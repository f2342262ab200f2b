use adminsweep_common::outcome::Classification;
use adminsweep_core::SweepReport;
use colored::*;
use unicode_width::UnicodeWidthStr;

use crate::terminal::colors;

pub const TOTAL_WIDTH: usize = 64;

/// Writes a decoration line to stderr without tearing the progress bar.
///
/// Stdout is reserved for confirmed hosts.
pub fn print(msg: &str) {
    tracing_indicatif::suspend_tracing_indicatif(|| eprintln!("{msg}"));
}

pub fn banner(no_banner: bool, q_level: u8) {
    if no_banner || q_level > 0 {
        return;
    }

    let text_content: String = format!("⟦ ADMINSWEEP v{} ⟧ ", env!("CARGO_PKG_VERSION"));
    let text_width: usize = UnicodeWidthStr::width(text_content.as_str());
    let text: ColoredString = text_content.bright_green().bold();
    let sep: ColoredString = "═"
        .repeat(TOTAL_WIDTH.saturating_sub(text_width) / 2)
        .bright_black();

    print(&format!("{sep}{text}{sep}"));
}

pub fn header(msg: &str, q_level: u8) {
    if q_level > 0 {
        return;
    }

    let formatted: String = format!("⟦ {} ⟧", msg);
    let msg_len: usize = formatted.chars().count();

    let dash_count: usize = TOTAL_WIDTH.saturating_sub(msg_len);
    let left: usize = dash_count / 2;
    let right: usize = dash_count - left;

    let line: ColoredString = format!(
        "{}{}{}",
        "─".repeat(left),
        formatted.to_uppercase().bright_green(),
        "─".repeat(right)
    )
    .bright_black();

    print(&format!("{}", line));
}

pub fn fat_separator() {
    let sep: ColoredString = "═".repeat(TOTAL_WIDTH).color(colors::SEPARATOR);
    print(&format!("{}", sep));
}

pub fn centerln(msg: &str) {
    let space = " ".repeat(TOTAL_WIDTH.saturating_sub(console::measure_text_width(msg)) / 2);
    print(&format!("{}{}{}", space, msg, space));
}

pub fn summary_line(report: &SweepReport) -> String {
    let confirmed = format!("{} confirmed", report.count(Classification::Confirmed))
        .color(colors::PRIMARY)
        .bold();
    let denied = format!("{} denied", report.count(Classification::Denied)).color(colors::DENIED);
    let anomalous = format!("{} anomalous", report.count(Classification::Anomalous))
        .color(colors::ANOMALOUS);
    let elapsed = format!("{:.2}s", report.elapsed.as_secs_f64()).bold().yellow();

    let mut line = format!("Sweep complete: {confirmed}, {denied}, {anomalous}");
    if report.skipped > 0 {
        line.push_str(&format!(", {} skipped", report.skipped.to_string().color(colors::ACCENT)));
    }
    line.push_str(&format!(" in {elapsed}"));
    line
}

pub fn summary(report: &SweepReport, q_level: u8) {
    if q_level > 0 {
        return;
    }

    if report.confirmed().next().is_none() {
        header("no admin access found", q_level);
    }

    fat_separator();
    centerln(&summary_line(report).color(colors::TEXT_DEFAULT).to_string());
}

pub fn no_targets(q_level: u8) {
    header("zero targets resolved", q_level);
}

// ╔════════════════════════════════════════════╗
// ║ ████████╗███████╗███████╗████████╗███████╗ ║
// ║ ╚══██╔══╝██╔════╝██╔════╝╚══██╔══╝██╔════╝ ║
// ║    ██║   █████╗  ███████╗   ██║   ███████╗ ║
// ║    ██║   ██╔══╝  ╚════██║   ██║   ╚════██║ ║
// ║    ██║   ███████╗███████║   ██║   ███████║ ║
// ║    ╚═╝   ╚══════╝╚══════╝   ╚═╝   ╚══════╝ ║
// ╚════════════════════════════════════════════╝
══════════
### Task goal
A complete answer reproduces every line of the records in which the word "denied" occurs.

### Response to this task
    let denied = format!("{} denied", report.count(Classification::Denied)).color(colors::DENIED);
    let mut line = format!("Sweep complete: {confirmed}, {denied}, {anomalous}");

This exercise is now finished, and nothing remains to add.